Tag: Clarence Thomas

  • The idea that human dignity is innate

    Clarence Thomas’s dissent is getting a lot of attention, all of it in the form of incredulous derision. (I hang with a rough crowd.)

    It starts on page 78.

    The Court’s decision today is at odds not only with the
    Constitution, but with the principles upon which our
    Nation was built. Since well before 1787, liberty has been
    understood as freedom from government action, not entitlement
    to government benefits. The Framers created our Constitution to preserve that understanding of liberty.
    Yet the majority invokes our Constitution in the name of a
    “liberty” that the Framers would not have recognized, to
    the detriment of the liberty they sought to protect.

    Wut?

    How is it to the detriment of the liberty they sought to protect? Which liberty? Just liberty in general? I can’t see it. He must mean our liberty to take things away from people we consider oooky in some way.

    Along the way, it rejects the idea—captured in our Declaration of
    Independence—that human dignity is innate and suggests
    instead that it comes from the Government. This distortion
    of our Constitution not only ignores the text, it inverts
    the relationship between the individual and the state in
    our Republic. I cannot agree with it.

    Oh good grief, how childish. Cue Gary Cooper standing strong-jawed and knocking down a building, because Freedom.

    On to page 93 and his already-notorious claims about human dignity.

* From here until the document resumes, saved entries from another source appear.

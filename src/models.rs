use regex::Regex;
use serde::{Deserialize, Serialize};
use std::fmt;
use std::str::FromStr;
use std::sync::LazyLock;

use crate::error::QueryError;

static LOCALE_RE: LazyLock<Regex> = LazyLock::new(|| {
    Regex::new(r"^[a-z]{2,3}(-[a-z0-9]{2,8})*$").expect("locale pattern is valid")
});

/// A tag (genre, theme, format) as a site names it.
#[derive(Debug, Serialize, Deserialize, Clone, PartialEq, Eq, PartialOrd, Ord, Hash)]
pub struct MangaTag {
    /// Site-specific identifier used in request parameters
    pub key: String,
    pub title: String,
    pub source: String,
}

impl MangaTag {
    pub fn new(key: impl Into<String>, title: impl Into<String>, source: impl Into<String>) -> Self {
        Self {
            key: key.into(),
            title: title.into(),
            source: source.into(),
        }
    }
}

/// Normalized language tag such as `en`, `pt-br` or `zh-hant`.
#[derive(Debug, Serialize, Deserialize, Clone, PartialEq, Eq, PartialOrd, Ord, Hash)]
#[serde(try_from = "String", into = "String")]
pub struct Locale(String);

impl Locale {
    /// Parse and normalize a language tag. `pt_BR` and `PT-br` both become `pt-br`.
    pub fn parse(tag: &str) -> Result<Self, QueryError> {
        let normalized = tag.trim().replace('_', "-").to_lowercase();
        if LOCALE_RE.is_match(&normalized) {
            Ok(Self(normalized))
        } else {
            Err(QueryError::InvalidLocale(tag.to_string()))
        }
    }

    pub fn as_str(&self) -> &str {
        &self.0
    }

    /// Primary language subtag, e.g. `pt` for `pt-br`.
    pub fn language(&self) -> &str {
        self.0.split('-').next().unwrap_or(&self.0)
    }
}

impl fmt::Display for Locale {
    fn fmt(&self, f: &mut fmt::Formatter<'_>) -> fmt::Result {
        f.write_str(&self.0)
    }
}

impl FromStr for Locale {
    type Err = QueryError;

    fn from_str(s: &str) -> Result<Self, Self::Err> {
        Self::parse(s)
    }
}

impl TryFrom<String> for Locale {
    type Error = QueryError;

    fn try_from(value: String) -> Result<Self, Self::Error> {
        Self::parse(&value)
    }
}

impl From<Locale> for String {
    fn from(locale: Locale) -> Self {
        locale.0
    }
}

#[derive(Debug, Serialize, Deserialize, Clone, Copy, PartialEq, Eq, PartialOrd, Ord, Hash)]
#[serde(rename_all = "SCREAMING_SNAKE_CASE")]
pub enum MangaState {
    Ongoing,
    Finished,
    Abandoned,
    Paused,
    Upcoming,
    Restricted,
}

#[derive(Debug, Serialize, Deserialize, Clone, Copy, PartialEq, Eq, PartialOrd, Ord, Hash)]
#[serde(rename_all = "SCREAMING_SNAKE_CASE")]
pub enum ContentRating {
    Safe,
    Suggestive,
    Adult,
}

#[derive(Debug, Serialize, Deserialize, Clone, Copy, PartialEq, Eq, PartialOrd, Ord, Hash)]
#[serde(rename_all = "SCREAMING_SNAKE_CASE")]
pub enum ContentType {
    Manga,
    Manhwa,
    Manhua,
    Comics,
    Novel,
    OneShot,
    Doujinshi,
    ImageSet,
    ArtistCg,
    GameCg,
    Other,
}

#[derive(Debug, Serialize, Deserialize, Clone, Copy, PartialEq, Eq, PartialOrd, Ord, Hash)]
#[serde(rename_all = "SCREAMING_SNAKE_CASE")]
pub enum Demographic {
    Shounen,
    Shoujo,
    Seinen,
    Josei,
    Kodomo,
    None,
}

/// Listing order a source can be asked for.
#[derive(Debug, Serialize, Deserialize, Clone, Copy, PartialEq, Eq, Hash)]
#[serde(rename_all = "SCREAMING_SNAKE_CASE")]
pub enum SortOrder {
    Updated,
    UpdatedAsc,
    Popularity,
    PopularityAsc,
    Rating,
    RatingAsc,
    Newest,
    NewestAsc,
    Alphabetical,
    AlphabeticalDesc,
    Relevance,
}

/// A manga as it appears in a source listing page.
#[derive(Debug, Serialize, Deserialize, Clone, PartialEq)]
pub struct Manga {
    pub id: String,
    pub url: String,
    pub title: String,
    pub alt_titles: Vec<String>,
    pub cover_url: Option<String>,
    pub tags: Vec<MangaTag>,
    pub state: Option<MangaState>,
    pub content_rating: Option<ContentRating>,
    pub source: String,
}

impl Manga {
    pub fn new(id: impl Into<String>, title: impl Into<String>, source: impl Into<String>) -> Self {
        let id = id.into();
        Self {
            url: id.clone(),
            id,
            title: title.into(),
            alt_titles: Vec::new(),
            cover_url: None,
            tags: Vec::new(),
            state: None,
            content_rating: None,
            source: source.into(),
        }
    }
}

    Human dignity has long been understood in this country
    to be innate. When the Framers proclaimed in the Declaration
    of Independence that “all men are created equal” and “endowed
    by their Creator with certain unalienable Rights,” they referred
    to a vision of mankind in which all humans are created in the image
    of God and therefore of inherent worth. That vision is the foundation upon which
    this Nation was built.

    The corollary of that principle is that human dignity
    cannot be taken away by the government. Slaves did not
    lose their dignity (any more than they lost their humanity)
    because the government allowed them to be enslaved.
    Those held in internment camps did not lose their dignity
    because the government confined them. And those denied
    governmental benefits certainly do not lose their dignity
    because the government denies them those benefits. The
    government cannot bestow dignity, and it cannot take it
    away.

    Oh gawd. That’s such an appalling thing to say. He’s taking the thought that oppressed people use in order to hang on to their own inner sense of dignity under horrible conditions, and treating it as a true claim about reality. It’s not a true claim about reality – it’s a huge lie about reality. Of course slaves lost their dignity because the government allowed them to be enslaved, and that was one of the many outrages against them. Slavery stole their dignity from them.

    Government can take dignity away so easily and so thoroughly. Imprisonment, torture, death, denial of rights – all are ways to take dignity away. It’s great if people can feel they still have their dignity inside despite that, but that does not take the onus off government.

    George H W Bush has a lot to answer for.